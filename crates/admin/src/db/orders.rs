//! Order repository for the back-office.
//!
//! Reads go through [`OrderRepository`]. Status changes run inside a
//! transaction, so those are free functions over a `PgConnection`.

use sqlx::{PgConnection, PgPool};

use patra_core::{CouponId, OrderId, OrderStatus, PaymentStatus};

use super::RepositoryError;
use crate::models::{AdminOrder, Order, OrderItem, OrderListQuery};

const ORDER_COLUMNS: &str = "id, order_number, user_id, status, payment_status, payment_method, \
                             shipping_address, subtotal_amount, discount_amount, shipping_amount, \
                             tax_amount, total_amount, coupon_id, notes, razorpay_order_id, \
                             razorpay_payment_id, created_at, updated_at";

/// Repository for order reads.
pub struct OrderRepository<'a> {
    pool: &'a PgPool,
}

impl<'a> OrderRepository<'a> {
    #[must_use]
    pub const fn new(pool: &'a PgPool) -> Self {
        Self { pool }
    }

    /// Orders with customer and line count, newest first.
    ///
    /// # Errors
    ///
    /// Returns `RepositoryError::Database` if the query fails.
    pub async fn list(&self, query: &OrderListQuery) -> Result<Vec<AdminOrder>, RepositoryError> {
        let orders = sqlx::query_as::<_, AdminOrder>(
            r"
            SELECT o.id, o.order_number, o.user_id, p.email AS customer_email,
                   p.full_name AS customer_name, o.status, o.payment_status, o.payment_method,
                   o.total_amount,
                   (SELECT COUNT(*) FROM shop.order_item oi WHERE oi.order_id = o.id) AS item_count,
                   o.created_at
            FROM shop.orders o
            JOIN shop.profile p ON p.id = o.user_id
            WHERE ($1::shop.order_status IS NULL OR o.status = $1)
            ORDER BY o.created_at DESC
            ",
        )
        .bind(query.status)
        .fetch_all(self.pool)
        .await?;
        Ok(orders)
    }

    /// Get an order by ID.
    ///
    /// # Errors
    ///
    /// Returns `RepositoryError::Database` if the query fails.
    pub async fn get(&self, id: OrderId) -> Result<Option<Order>, RepositoryError> {
        let order = sqlx::query_as::<_, Order>(&format!(
            "SELECT {ORDER_COLUMNS} FROM shop.orders WHERE id = $1"
        ))
        .bind(id)
        .fetch_optional(self.pool)
        .await?;
        Ok(order)
    }

    /// Lines of an order.
    ///
    /// # Errors
    ///
    /// Returns `RepositoryError::Database` if the query fails.
    pub async fn items(&self, order_id: OrderId) -> Result<Vec<OrderItem>, RepositoryError> {
        let items = sqlx::query_as::<_, OrderItem>(
            r"
            SELECT id, order_id, product_id, product_name, quantity, price, total_price
            FROM shop.order_item
            WHERE order_id = $1
            ORDER BY created_at, id
            ",
        )
        .bind(order_id)
        .fetch_all(self.pool)
        .await?;
        Ok(items)
    }
}

/// Load an order and lock its row until the transaction ends.
///
/// # Errors
///
/// Returns `RepositoryError::Database` if the query fails.
pub async fn lock(conn: &mut PgConnection, id: OrderId) -> Result<Option<Order>, RepositoryError> {
    let order = sqlx::query_as::<_, Order>(&format!(
        "SELECT {ORDER_COLUMNS} FROM shop.orders WHERE id = $1 FOR UPDATE"
    ))
    .bind(id)
    .fetch_optional(&mut *conn)
    .await?;
    Ok(order)
}

/// Set the fulfilment status and, optionally, the payment status.
///
/// # Errors
///
/// Returns `RepositoryError::NotFound` if the order doesn't exist.
pub async fn set_status(
    conn: &mut PgConnection,
    id: OrderId,
    status: OrderStatus,
    payment_status: Option<PaymentStatus>,
) -> Result<Order, RepositoryError> {
    sqlx::query_as::<_, Order>(&format!(
        r"
        UPDATE shop.orders
        SET status = $2, payment_status = COALESCE($3, payment_status), updated_at = now()
        WHERE id = $1
        RETURNING {ORDER_COLUMNS}
        "
    ))
    .bind(id)
    .bind(status)
    .bind(payment_status)
    .fetch_optional(&mut *conn)
    .await?
    .ok_or(RepositoryError::NotFound)
}

/// Put an order's quantities back on the shelf.
///
/// Lines whose product was deleted are skipped.
///
/// # Errors
///
/// Returns `RepositoryError::Database` if the update fails.
pub async fn restock(conn: &mut PgConnection, order_id: OrderId) -> Result<u64, RepositoryError> {
    // Lock in id order, the same order checkout uses.
    sqlx::query(
        r"
        SELECT p.id
        FROM shop.product p
        WHERE p.id IN (SELECT product_id FROM shop.order_item WHERE order_id = $1)
        ORDER BY p.id
        FOR UPDATE
        ",
    )
    .bind(order_id)
    .execute(&mut *conn)
    .await?;

    let result = sqlx::query(
        r"
        UPDATE shop.product p
        SET stock_quantity = p.stock_quantity + oi.quantity, updated_at = now()
        FROM shop.order_item oi
        WHERE oi.order_id = $1 AND oi.product_id = p.id
        ",
    )
    .bind(order_id)
    .execute(&mut *conn)
    .await?;
    Ok(result.rows_affected())
}

/// Give back the coupon use an order consumed.
///
/// # Errors
///
/// Returns `RepositoryError::Database` if the update fails.
pub async fn release_coupon(
    conn: &mut PgConnection,
    coupon_id: CouponId,
) -> Result<(), RepositoryError> {
    sqlx::query(
        r"
        UPDATE shop.coupon
        SET used_count = GREATEST(used_count - 1, 0), updated_at = now()
        WHERE id = $1
        ",
    )
    .bind(coupon_id)
    .execute(&mut *conn)
    .await?;
    Ok(())
}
****
■ TASK DETAILS ■
Return only the lines above that run from the opening line through the line containing "pub const fn", exactly as written.

■ RESULT OF THE EXERCISE ■
filename crates/admin/src/db/orders.rs
//! Order repository for the back-office.
//!
//! Reads go through [`OrderRepository`]. Status changes run inside a
//! transaction, so those are free functions over a `PgConnection`.

use sqlx::{PgConnection, PgPool};

use patra_core::{CouponId, OrderId, OrderStatus, PaymentStatus};

use super::RepositoryError;
use crate::models::{AdminOrder, Order, OrderItem, OrderListQuery};

const ORDER_COLUMNS: &str = "id, order_number, user_id, status, payment_status, payment_method, \
                             shipping_address, subtotal_amount, discount_amount, shipping_amount, \
                             tax_amount, total_amount, coupon_id, notes, razorpay_order_id, \
                             razorpay_payment_id, created_at, updated_at";

/// Repository for order reads.
pub struct OrderRepository<'a> {
    pool: &'a PgPool,
}

impl<'a> OrderRepository<'a> {
    #[must_use]
    pub const fn new(pool: &'a PgPool) -> Self {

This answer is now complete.